IRC channel logs

2023-08-16.log

back to list of logs

<apteryx>awesome! well done to everyone involved
<solid_black>hello :)
<damo22>hi
<damo22>solid_black: do you know if gnumach uses %fs or %gs
<damo22>i want to claim one of these for storing a pointer to per-cpu stuff
<solid_black>damo22: afaik it doesn't use either currently for its own purposes, it only tracks the userspace's values
<solid_black>but yeah, it really should
<solid_black>use gs
<solid_black>and the swapgs instruction
<solid_black>make gs point at some per-CPU struct
<damo22>then we can store the apic id in memory and read it very quickly
<damo22>reading it from lapic is 8microseconds and cpuid way is 60 nanoseconds
<solid_black>the thing is, you kind of want %gs to point it something, it's inconvenient to make it store an int
<damo22>yes
<damo22>make it point at a segment
<solid_black>so you'd allocate some per-cpu data block there, like userland's tls, and make it point there
<damo22>with struct percpu {
<damo22>int apic_id
<damo22>i guess it can be allocated with kalloc?
<solid_black>you could just store an integer, but my point is instead of using an integer and then indexing into some global arrays with that integer, it's better to store everything in per-cpu blocks in the first place
<solid_black>for instance currently current_thread() is defined to active_threads[cpu_number()]
<damo22>yes
<damo22>it could be a percpu value
<solid_black>but instead you'd do struct percpu { ...; thread active_thread; }
<solid_black>yes
<damo22>that would speed up a lot wouldnt it?"
<damo22>not having to call cpu_number
<solid_black>maybe? i don't know, you're the one who's done the profiling :)
<solid_black>so perhaps in the end you wouldn't need the number at all
<solid_black>and actually, Mach already has that struct percpu, and it's called struct processor (see kern/processor.h)
<solid_black>so make %gs point at struct processor for the current cpu
<damo22>but it doesnt have active_threads[]
<damo22>does it?"
<solid_black>no
<solid_black>there's struct thread next_thread, not sure if that's the same thing
<damo22>no
<damo22>i can put processor_t processor in the percpu thing
<damo22>how do you use %gs
<damo22>is it a pointer?
<solid_black>why don't you just use processor_t as percpu?

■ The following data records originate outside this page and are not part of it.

#![forbid(unsafe_code)]

//! `stagechart` renders a vertical flowchart of pipeline stages, headlessly.
//!
//! # Features
//!
//! - `render`: enable SVG rendering (`stagechart::render`)
//! - `raster`: enable PNG/JPG/PDF output via pure-Rust SVG rasterization/conversion

pub use stagechart_core::*;

#[cfg(feature = "render")]
pub mod render {
    pub use stagechart_render::canvas::{Canvas, RecordingCanvas, Scene};
    pub use stagechart_render::figure::{AxesRect, Figure};
    pub use stagechart_render::svg::{SvgCanvas, SvgRenderOptions};
    pub use stagechart_render::text::{DeterministicTextMeasurer, TextMeasurer};
    pub use stagechart_render::{RenderOptions, render_diagram};

    use stagechart_core::DiagramConfig;

    #[cfg(feature = "raster")]
    pub mod raster;

    #[derive(Debug, thiserror::Error)]
    pub enum HeadlessError {
        #[error(transparent)]
        Config(#[from] stagechart_core::Error),
        #[error(transparent)]
        Render(#[from] stagechart_render::Error),
    }

    pub type Result<T> = std::result::Result<T, HeadlessError>;

    /// Turns a user-supplied name into a root `id` for the SVG.
    ///
    /// Runs of anything other than ASCII alphanumerics, `_` and `.` become one `-`. Ids that would
    /// not start with a letter get a `stagechart-` prefix; an empty result becomes `stagechart`.
    pub fn sanitize_svg_id(raw: &str) -> String {
        let mut id = String::with_capacity(raw.len());
        for ch in raw.chars() {
            if ch.is_ascii_alphanumeric() || matches!(ch, '_' | '.') {
                id.push(ch);
            } else if !id.is_empty() && !id.ends_with('-') {
                id.push('-');
            }
        }
        let id = id.trim_end_matches('-');
        match id.chars().next() {
            None => "stagechart".to_string(),
            Some(first) if first.is_ascii_alphabetic() => id.to_string(),
            Some(_) => format!("stagechart-{id}"),
        }
    }

    /// Records the diagram into a backend-independent [`Scene`].
    pub fn render_scene(config: &DiagramConfig, options: &RenderOptions) -> Result<Scene> {
        Ok(render_diagram(config, RecordingCanvas::new(), options)?)
    }

    pub fn render_svg(
        config: &DiagramConfig,
        options: &RenderOptions,
        svg_options: &SvgRenderOptions,
    ) -> Result<String> {
        Ok(render_diagram(
            config,
            SvgCanvas::new(svg_options.clone()),
            options,
        )?)
    }

    /// Bundles a diagram with its render options.
    #[derive(Clone)]
    pub struct HeadlessRenderer {
        pub config: DiagramConfig,
        pub render: RenderOptions,
        pub svg: SvgRenderOptions,
    }

    impl Default for HeadlessRenderer {
        fn default() -> Self {
            Self {
                config: DiagramConfig::predictive_maintenance(),
                render: RenderOptions::default(),
                svg: SvgRenderOptions::default(),
            }
        }
    }

    impl HeadlessRenderer {
        pub fn new(config: DiagramConfig) -> Self {
            Self {
                config,
                ..Self::default()
            }
        }

        pub fn layout(&self) -> Result<stagechart_core::DiagramLayout> {
            Ok(stagechart_core::layout_diagram(&self.config)?)
        }

        pub fn render_scene(&self) -> Result<Scene> {
            render_scene(&self.config, &self.render)
        }

        pub fn render_svg(&self) -> Result<String> {
            render_svg(&self.config, &self.render, &self.svg)
        }

        /// Sets the SVG root `id`, sanitized with [`sanitize_svg_id`].
        pub fn with_diagram_id(mut self, raw: &str) -> Self {
            self.svg.diagram_id = Some(sanitize_svg_id(raw));
            self
        }

        #[cfg(feature = "raster")]
        pub fn render_png(&self, raster: &raster::RasterOptions) -> raster::Result<Vec<u8>> {
            raster::svg_to_png(&self.render_svg()?, raster)
        }

        #[cfg(feature = "raster")]
        pub fn render_jpeg(&self, raster: &raster::RasterOptions) -> raster::Result<Vec<u8>> {
            raster::svg_to_jpeg(&self.render_svg()?, raster)
        }

        #[cfg(feature = "raster")]
        pub fn render_pdf(&self) -> raster::Result<Vec<u8>> {
            raster::svg_to_pdf(&self.render_svg()?)
        }
    }

}
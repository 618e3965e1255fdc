#![forbid(unsafe_code)]

pub type Unit = euclid::UnknownUnit;

pub type Point = euclid::Point2D<f64, Unit>;
pub type Vector = euclid::Vector2D<f64, Unit>;
pub type Size = euclid::Size2D<f64, Unit>;
pub type Rect = euclid::Rect<f64, Unit>;
pub type Transform = euclid::Transform2D<f64, Unit, Unit>;

pub fn point(x: f64, y: f64) -> Point {
    euclid::point2(x, y)
}

pub fn vector(x: f64, y: f64) -> Vector {
    euclid::vec2(x, y)
}

/// Axis-aligned bounds in data coordinates (y grows upward).
#[derive(Debug, Clone, Copy, PartialEq, serde::Serialize, serde::Deserialize)]
pub struct Bounds {
    pub min_x: f64,
    pub min_y: f64,
    pub max_x: f64,
    pub max_y: f64,
}

impl Bounds {
    pub fn width(&self) -> f64 {
        self.max_x - self.min_x
    }

    pub fn height(&self) -> f64 {
        self.max_y - self.min_y
    }

    pub fn from_points(points: impl IntoIterator<Item = (f64, f64)>) -> Option<Self> {
        let mut it = points.into_iter();
        let (x0, y0) = it.next()?;
        let mut b = Self {
            min_x: x0,
            min_y: y0,
            max_x: x0,
            max_y: y0,
        };
        for (x, y) in it {
            b.min_x = b.min_x.min(x);
            b.min_y = b.min_y.min(y);
            b.max_x = b.max_x.max(x);
            b.max_y = b.max_y.max(y);
        }
        Some(b)
    }

    pub fn contains(&self, other: &Bounds) -> bool {
        other.min_x >= self.min_x
            && other.max_x <= self.max_x
            && other.min_y >= self.min_y
            && other.max_y <= self.max_y
    }
}

/// Maps data coordinates (y up) onto a pixel rectangle (y down).
///
/// `target` is the destination rectangle in pixels; its origin is the top-left corner.
pub fn data_to_pixel_transform(data: &Bounds, target: &Rect) -> Transform {
    let sx = target.size.width / data.width();
    let sy = target.size.height / data.height();
    Transform::translation(-data.min_x, -data.max_y)
        .then_scale(sx, -sy)
        .then_translate(vector(target.origin.x, target.origin.y))
}
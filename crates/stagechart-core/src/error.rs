pub type Result<T> = std::result::Result<T, Error>;

#[derive(Debug, Clone, PartialEq, thiserror::Error)]
pub enum Error {
    #[error("InvalidConfiguration: {message}")]
    InvalidConfiguration { message: String },
}

impl Error {
    pub(crate) fn invalid(message: impl Into<String>) -> Self {
        Self::InvalidConfiguration {
            message: message.into(),
        }
    }
}

const EPS: f64 = 1e-9;

fn assert_close(actual: f64, expected: f64) {
    assert!(
        (actual - expected).abs() < EPS,
        "expected {expected}, got {actual}"
    );
}
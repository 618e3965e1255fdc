pub(super) const TITLE: &str = "Proposed Predictive Maintenance Pipeline";

pub(super) const STAGES: [(&str, (f64, f64, f64)); 8] = [
    ("Data Acquisition\n(Sensor Data Collection)", (0.8, 0.93, 1.0)),
    ("Dataset Preparation\n(Data Validation & Splitting)", (0.8, 1.0, 0.8)),
    ("Data Processing\n(Standardization & Cleaning)", (1.0, 0.95, 0.8)),
    ("Class Balancing\n(SMOTE Oversampling)", (1.0, 0.85, 0.85)),
    ("Model Training\n(Random Forest & Naive Bayes)", (0.85, 1.0, 1.0)),
    ("Hyperparameter Optimization\n(GridSearchCV for RF)", (0.93, 0.85, 1.0)),
    ("Model Evaluation\n(Accuracy, Precision, Recall, F1, ROC-AUC)", (1.0, 0.9, 0.7)),
    ("Final ClassificationDecision\n(Maintenance Needed or Not)", (0.95, 1.0, 0.85)),
];
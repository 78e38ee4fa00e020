#![allow(dead_code)]

pub mod synthetic_signal;

pub fn init_logging() {
    let _ = env_logger::builder().is_test(true).try_init();
}
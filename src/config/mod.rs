//! Runtime configuration for the command-line tool.
//!
//! ```json
//! {
//!   "input": "scope_trace.csv",
//!   "noise": { "constant": 0.002 },
//!   "params": { "window": { "multiplier": 4.0 } },
//!   "output": { "jsonOut": "out/report.json" }
//! }
//! ```

use crate::pipeline::IntegratorParams;
use crate::signal::NoiseModel;
use serde::Deserialize;
use std::fs;
use std::path::{Path, PathBuf};

#[derive(Clone, Debug, Default, Deserialize)]
#[serde(rename_all = "camelCase")]
pub struct OutputConfig {
    pub json_out: Option<PathBuf>,
}

#[derive(Clone, Debug, Deserialize)]
#[serde(rename_all = "camelCase")]
pub struct RuntimeConfig {
    pub input: PathBuf,
    /// Overrides any noise information carried by the input file.
    #[serde(default)]
    pub noise: Option<NoiseModel>,
    #[serde(default)]
    pub params: IntegratorParams,
    #[serde(default)]
    pub output: OutputConfig,
}

impl RuntimeConfig {
    /// Resolve `input` relative to the directory holding the config file.
    pub fn resolve_input(&self, config_path: &Path) -> PathBuf {
        if self.input.is_absolute() {
            return self.input.clone();
        }
        config_path
            .parent()
            .map_or_else(|| self.input.clone(), |dir| dir.join(&self.input))
    }
}

pub fn load_config(path: &Path) -> Result<RuntimeConfig, String> {
    let contents = fs::read_to_string(path)
        .map_err(|e| format!("Failed to read config {}: {e}", path.display()))?;
    let config: RuntimeConfig = serde_json::from_str(&contents)
        .map_err(|e| format!("Failed to parse config {}: {e}", path.display()))?;
    config
        .params
        .validate()
        .map_err(|e| format!("Invalid config {}: {e}", path.display()))?;
    Ok(config)
}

<damo22>because there are things i want to store that are not in processor_t
<solid_black>add them to processor_t
<solid_black>no?
<damo22>not sure
<solid_black>so %gs is a segment register, you can't quite use it directly, especially not on x86_64
<solid_black>we should add a bunch of macros/helpers for this like glibc does, but basically gcc supports a separate __seg_gs address space
<damo22>do i need to use a fixed address in the ld script?
<solid_black>for what?
<damo22>to allocate the percpu stuff
<solid_black>i don't think so
<solid_black>you should be able to kalloc it at runtime
<solid_black>and mach already does 'struct processor processor_array[NCPUS];'
<solid_black>as in not even kalloc'ed, just as static variables
<damo22>all those arrays can go away
<damo22>i think the most expensive part is continually looking up the cpuid
<damo22>to find the right index into all the arrays
<damo22>and it doesnt cache the value
<damo22>theyre all macros that expand to cpu_number()

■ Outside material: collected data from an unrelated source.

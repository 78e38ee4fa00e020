//! Background (offset) estimation.
//!
//! Two entry points:
//! - [`preliminary`] summarises the whole signal with a median level and a
//!   MAD-based noise scale, measured around a robust line when the baseline
//!   is linear. It only seeds the localizer and its significance check, so a
//!   pulse inside the data barely moves it.
//! - [`estimate`] builds the final [`BackgroundModel`] from the samples
//!   outside an excluded interval (normally the integration window) and
//!   reports the covariance of the level/slope estimate. That covariance is
//!   what the propagator turns into the correlated background term.

mod options;
pub(crate) mod stats;

pub use options::{BackgroundOptions, BaselineShape, LevelStatistic};

use crate::error::{EstimateError, EstimateResultOf};
use crate::signal::Signal;
use log::debug;
use nalgebra::{Matrix2, Vector2};
use serde::Serialize;
use std::f64::consts::FRAC_PI_2;

/// Baseline `level + slope * (x - reference)` with its estimation covariance.
#[derive(Clone, Debug, PartialEq, Serialize)]
#[serde(rename_all = "camelCase")]
pub struct BackgroundModel {
    pub level: f64,
    pub slope: f64,
    /// Position at which `level` is quoted.
    pub reference: f64,
    /// Covariance of `(level, slope)`.
    pub covariance: Matrix2<f64>,
    /// Residual scatter of the background samples around the model.
    pub noise_sigma: f64,
    /// Number of samples the model was built from.
    pub samples: usize,
    /// Interval whose samples were left out, if any.
    pub excluded: Option<(f64, f64)>,
}

impl BackgroundModel {
    /// Baseline value at position `x`.
    #[inline]
    pub fn at(&self, x: f64) -> f64 {
        self.level + self.slope * (x - self.reference)
    }

    pub fn level_sigma(&self) -> f64 {
        self.covariance[(0, 0)].max(0.0).sqrt()
    }

    /// Variance of `Σ w_i b(x_i)` given `sum_w = Σ w_i` and
    /// `sum_w_dx = Σ w_i (x_i - reference)`.
    ///
    /// Every sample shares the same fitted coefficients, so the errors add
    /// coherently: a constant baseline contributes `sum_w² · var(level)`.
    pub fn integral_variance(&self, sum_w: f64, sum_w_dx: f64) -> f64 {
        let g = Vector2::new(sum_w, sum_w_dx);
        (g.transpose() * self.covariance * g)[(0, 0)].max(0.0)
    }
}

/// Robust whole-signal summary: median level and MAD noise, around a
/// pairwise-median line when `opts.shape` is [`BaselineShape::Linear`].
pub fn preliminary(signal: &Signal, opts: &BackgroundOptions) -> BackgroundModel {
    let xs = signal.positions();
    let values = signal.values();
    let n = values.len();
    let (lo, hi) = signal.domain();
    let reference = 0.5 * (lo + hi);

    let slope = match opts.shape {
        BaselineShape::Constant => 0.0,
        BaselineShape::Linear => robust_slope(xs, values),
    };
    let detrended: Vec<f64> = xs
        .iter()
        .zip(values)
        .map(|(&x, &y)| y - slope * (x - reference))
        .collect();
    let level = stats::median(&detrended);
    let noise_sigma = stats::mad(&detrended, level) * stats::MAD_TO_SIGMA;

    let level_var = FRAC_PI_2 * noise_sigma * noise_sigma / n as f64;
    let sxx: f64 = xs.iter().map(|x| (x - reference) * (x - reference)).sum();
    let slope_var = match opts.shape {
        BaselineShape::Constant => 0.0,
        BaselineShape::Linear => FRAC_PI_2 * noise_sigma * noise_sigma / sxx,
    };
    BackgroundModel {
        level,
        slope,
        reference,
        covariance: Matrix2::new(level_var, 0.0, 0.0, slope_var),
        noise_sigma,
        samples: n,
        excluded: None,
    }
}

/// Median of the slopes between samples half a record apart. A pulse
/// covering less than a quarter of the record cannot move it.
fn robust_slope(xs: &[f64], ys: &[f64]) -> f64 {
    let half = xs.len() / 2;
    let slopes: Vec<f64> = (0..xs.len() - half)
        .map(|i| (ys[i + half] - ys[i]) / (xs[i + half] - xs[i]))
        .collect();
    stats::median(&slopes)
}

/// Fit the baseline to samples outside `exclude` (inclusive bounds).
pub fn estimate(
    signal: &Signal,
    exclude: Option<(f64, f64)>,
    opts: &BackgroundOptions,
) -> EstimateResultOf<BackgroundModel> {
    let idx: Vec<usize> = match exclude {
        Some((lo, hi)) => (0..signal.len())
            .filter(|&i| {
                let x = signal.positions()[i];
                x < lo || x > hi
            })
            .collect(),
        None => (0..signal.len()).collect(),
    };
    let required = opts.required_samples();
    if idx.len() < required {
        let (dlo, dhi) = signal.domain();
        let (excluded_lo, excluded_hi) = exclude.unwrap_or((dlo, dhi));
        return Err(EstimateError::InsufficientBackgroundData {
            available: idx.len(),
            required,
            excluded_lo,
            excluded_hi,
        });
    }

    let xs: Vec<f64> = idx.iter().map(|&i| signal.positions()[i]).collect();
    let ys: Vec<f64> = idx.iter().map(|&i| signal.values()[i]).collect();
    let sigmas: Option<Vec<f64>> = idx.iter().map(|&i| signal.sigma_at(i)).collect();

    let model = match opts.shape {
        BaselineShape::Constant => {
            constant_model(&xs, &ys, sigmas.as_deref(), opts.statistic, exclude)
        }
        BaselineShape::Linear => linear_model(&xs, &ys, sigmas.as_deref(), exclude)?,
    };
    debug!(
        "background: level={:.6e} slope={:.3e} sigma_level={:.3e} noise={:.3e} n={}",
        model.level,
        model.slope,
        model.level_sigma(),
        model.noise_sigma,
        model.samples
    );
    Ok(model)
}

fn constant_model(
    xs: &[f64],
    ys: &[f64],
    sigmas: Option<&[f64]>,
    statistic: LevelStatistic,
    exclude: Option<(f64, f64)>,
) -> BackgroundModel {
    let n = ys.len() as f64;
    let sample_mean = stats::mean(ys);
    // Variance of the plain mean: propagated from known σ_i, else s²/n.
    let mean_var = |center: f64| match sigmas {
        Some(s) => s.iter().map(|v| v * v).sum::<f64>() / (n * n),
        None => stats::variance_about(ys, center, 1) / n,
    };
    let (level, var) = match statistic {
        LevelStatistic::Mean => (sample_mean, mean_var(sample_mean)),
        LevelStatistic::Median => {
            let med = stats::median(ys);
            (med, FRAC_PI_2 * mean_var(sample_mean))
        }
        LevelStatistic::TrimmedMean { fraction } => stats::trimmed_mean(ys, fraction),
    };
    BackgroundModel {
        level,
        slope: 0.0,
        reference: stats::mean(xs),
        covariance: Matrix2::new(var, 0.0, 0.0, 0.0),
        noise_sigma: stats::variance_about(ys, level, 1).sqrt(),
        samples: ys.len(),
        excluded: exclude,
    }
}

fn linear_model(
    xs: &[f64],
    ys: &[f64],
    sigmas: Option<&[f64]>,
    exclude: Option<(f64, f64)>,
) -> EstimateResultOf<BackgroundModel> {
    // Weighted least squares when every σ_i is positive, otherwise ordinary
    // least squares with a sandwich (known noise) or s²-scaled covariance.
    let weights: Option<Vec<f64>> = sigmas
        .filter(|s| s.iter().all(|&v| v > 0.0))
        .map(|s| s.iter().map(|v| 1.0 / (v * v)).collect());
    let w = |i: usize| weights.as_ref().map_or(1.0, |w| w[i]);

    let sum_w: f64 = (0..xs.len()).map(w).sum();
    let reference = (0..xs.len()).map(|i| w(i) * xs[i]).sum::<f64>() / sum_w;

    let mut normal = Matrix2::zeros();
    let mut rhs = Vector2::zeros();
    for i in 0..xs.len() {
        let a = Vector2::new(1.0, xs[i] - reference);
        normal += w(i) * a * a.transpose();
        rhs += w(i) * ys[i] * a;
    }
    let inv = normal
        .try_inverse()
        .ok_or_else(|| EstimateError::InsufficientBackgroundData {
            available: xs.len(),
            required: 3,
            excluded_lo: exclude.map_or(f64::NAN, |e| e.0),
            excluded_hi: exclude.map_or(f64::NAN, |e| e.1),
        })?;
    let coeffs = inv * rhs;

    let residuals: Vec<f64> = (0..xs.len())
        .map(|i| ys[i] - coeffs[0] - coeffs[1] * (xs[i] - reference))
        .collect();
    let s2 = stats::variance_about(&residuals, 0.0, 2);

    let covariance = match (sigmas, &weights) {
        (Some(_), Some(_)) => inv,
        (Some(s), None) => {
            let mut meat = Matrix2::zeros();
            for i in 0..xs.len() {
                let a = Vector2::new(1.0, xs[i] - reference);
                meat += s[i] * s[i] * a * a.transpose();
            }
            inv * meat * inv
        }
        (None, _) => inv * s2,
    };

    Ok(BackgroundModel {
        level: coeffs[0],
        slope: coeffs[1],
        reference,
        covariance,
        noise_sigma: s2.sqrt(),
        samples: xs.len(),
        excluded: exclude,
    })
}

#[cfg(test)]
mod tests {
    use super::*;
    use crate::signal::NoiseModel;

    fn ramp_signal(noise: NoiseModel) -> Signal {
        let values = (0..100).map(|i| 2.0 + 0.01 * i as f64).collect();
        Signal::uniform(0.0, 1.0, values, noise).unwrap()
    }

    #[test]
    fn constant_mean_with_known_noise() {
        let signal = Signal::uniform(0.0, 1.0, vec![3.0; 50], NoiseModel::Constant(0.5)).unwrap();
        let bg = estimate(&signal, Some((10.0, 19.0)), &BackgroundOptions::default()).unwrap();
        assert_eq!(bg.samples, 40);
        assert!((bg.level - 3.0).abs() < 1e-12);
        let expected = 0.25 / 40.0;
        assert!((bg.covariance[(0, 0)] - expected).abs() < 1e-15);
        assert_eq!(bg.excluded, Some((10.0, 19.0)));
    }

    #[test]
    fn linear_model_recovers_drift() {
        let signal = ramp_signal(NoiseModel::Constant(0.1));
        let opts = BackgroundOptions {
            shape: BaselineShape::Linear,
            ..Default::default()
        };
        let bg = estimate(&signal, Some((40.0, 60.0)), &opts).unwrap();
        assert!((bg.slope - 0.01).abs() < 1e-10);
        assert!((bg.at(50.0) - 2.5).abs() < 1e-10);
        assert!(bg.covariance[(1, 1)] > 0.0);
    }

    #[test]
    fn too_few_samples_outside_exclusion() {
        let signal = ramp_signal(NoiseModel::Estimated);
        let err = estimate(&signal, Some((2.0, 97.0)), &BackgroundOptions::default())
            .expect_err("only 4 samples left");
        assert!(matches!(
            err,
            EstimateError::InsufficientBackgroundData {
                available: 4,
                required: 8,
                ..
            }
        ));
    }

    #[test]
    fn correlated_integral_variance_scales_with_square() {
        let bg = BackgroundModel {
            level: 0.0,
            slope: 0.0,
            reference: 0.0,
            covariance: Matrix2::new(0.01, 0.0, 0.0, 0.0),
            noise_sigma: 0.0,
            samples: 10,
            excluded: None,
        };
        assert!((bg.integral_variance(20.0, 0.0) - 4.0).abs() < 1e-12);
    }

    #[test]
    fn preliminary_is_robust_to_a_spike() {
        let mut values = vec![1.0; 99];
        values[50] = 1000.0;
        values.push(1.0);
        let signal = Signal::uniform(0.0, 1.0, values, NoiseModel::Estimated).unwrap();
        let bg = preliminary(&signal, &BackgroundOptions::default());
        assert_eq!(bg.level, 1.0);
        assert_eq!(bg.noise_sigma, 0.0);
    }

    #[test]
    fn linear_preliminary_follows_drift_under_a_pulse() {
        let values = (0..200)
            .map(|i| {
                let x = i as f64;
                0.5 + 0.03 * x + if (95..105).contains(&i) { 40.0 } else { 0.0 }
            })
            .collect();
        let signal = Signal::uniform(0.0, 1.0, values, NoiseModel::Estimated).unwrap();
        let opts = BackgroundOptions {
            shape: BaselineShape::Linear,
            ..Default::default()
        };
        let bg = preliminary(&signal, &opts);
        assert!((bg.slope - 0.03).abs() < 1e-12, "slope={}", bg.slope);
        assert!((bg.at(10.0) - 0.8).abs() < 1e-9);
        assert!(bg.noise_sigma < 1e-9);
        assert!(bg.covariance[(1, 1)] >= 0.0);
    }

    #[test]
    fn median_level_variance_is_pi_over_two_of_the_mean() {
        let n = 50;
        let signal = Signal::uniform(0.0, 1.0, vec![2.0; n], NoiseModel::Constant(0.4)).unwrap();
        let opts = BackgroundOptions {
            statistic: LevelStatistic::Median,
            ..Default::default()
        };
        let bg = estimate(&signal, None, &opts).unwrap();
        let expected = FRAC_PI_2 * 0.4 * 0.4 / n as f64;
        assert!((bg.covariance[(0, 0)] - expected).abs() < 1e-15);

        // Estimated noise: π/2 · s² / n around the sample mean.
        let values: Vec<f64> = (0..n).map(|i| (i % 5) as f64).collect();
        let signal = Signal::uniform(0.0, 1.0, values.clone(), NoiseModel::Estimated).unwrap();
        let bg = estimate(&signal, None, &opts).unwrap();
        assert_eq!(bg.level, 2.0);
        let mean = values.iter().sum::<f64>() / n as f64;
        let s2 = values.iter().map(|v| (v - mean).powi(2)).sum::<f64>() / (n - 1) as f64;
        let expected = FRAC_PI_2 * s2 / n as f64;
        assert!((bg.covariance[(0, 0)] - expected).abs() < 1e-12);
    }

    #[test]
    fn trimmed_mean_variance_uses_winsorized_spread() {
        // 0..19 trimmed by 10 %: two samples cut from each tail.
        let values: Vec<f64> = (0..20).map(|i| i as f64).collect();
        let signal = Signal::uniform(0.0, 1.0, values, NoiseModel::Estimated).unwrap();
        let opts = BackgroundOptions {
            statistic: LevelStatistic::TrimmedMean { fraction: 0.1 },
            ..Default::default()
        };
        let bg = estimate(&signal, None, &opts).unwrap();
        assert!((bg.level - 9.5).abs() < 1e-12);

        let winsorized: Vec<f64> = (0..20).map(|i| (i as f64).clamp(2.0, 17.0)).collect();
        let wmean = winsorized.iter().sum::<f64>() / 20.0;
        let wvar = winsorized.iter().map(|v| (v - wmean).powi(2)).sum::<f64>() / 19.0;
        let expected = wvar / (0.8 * 0.8 * 20.0);
        assert!(
            (bg.covariance[(0, 0)] - expected).abs() < 1e-12,
            "{} vs {expected}",
            bg.covariance[(0, 0)]
        );
        assert!(expected > 0.0);
    }
}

<solid_black>it cannot cache the value because there's nowhere for it to cache it in
<damo22>yes, but i mean if it reuses the same cpu_number in multiple calls in the same function
<solid_black>ah in that case maybe
<damo22>within spl blocks
<solid_black>but still I'd expect cpu_number to be called many times during a syscall, across different functions
<damo22>yes
<solid_black>but yeah really gs and percpu data would be much better
<damo22>how do you make it arch agnostic
<damo22>do all cpus provide a reg you can use for that?
<solid_black>just declare a function like processor_t current_procssor()
<solid_black>and implement it differently for different archs
<solid_black>not that we have anything but x86 anyway
<solid_black>but yes, all archs have to support somthing like that
<solid_black>tls in userspace is the same thing
<damo22>i dont want to implement code that has to be totally refactored just to support a new arch
<damo22>i dont even care much for x86
<solid_black>well the specific mechanism how per-cpu data is found is surely arch-specific, there's no way around that
<damo22>yes but we need some kind of interface that allows arch-specific code to override the method
<solid_black>I'm saying, a current_procssor() function that is implemented in arch-specific code that returns this pointer
<damo22>i guess a macro can do
<solid_black>this is like THREAD_SELF() in glibc, but Mach-y
<solid_black>so on x86 (both i386 and x86_64) it'd just be processor_t current_processor(void) { return *(__seg_gs processor_t *) 0; }
<damo22>are you sure? in the kernel dont we have to implement %gs stuff in asm
<solid_black>or we could do it in asm, yeah, but __seg_gs also works
<solid_black>as long as you don't assign through it, 'cause then gcc miscompiles
<solid_black>so we should probably use asm
<damo22> https://git.sceen.net/rbraun/x15.git/tree/arch/x86/machine/cpu.h#n404
<solid_black>no, that won't work on x86_64 afaik
<solid_black>you can't really store a value there
<solid_black>you can only load a pointer into gs_base, and then you can do %gs:offset
<solid_black>really, see tls.h in glibc
<damo22>why not
<damo22>i think youre reading the asm wrong
<solid_black>he's storing the address itself in %fs, and then adding struct offset to the value of %fs, no?
<damo22>just replace fs with gs
<solid_black>no, I am reading it wrong
<solid_black>wait what
<solid_black>are all these per-cpu variables set to low addresses in the linker script?
<solid_black>in x15
<damo22>could be i dont knw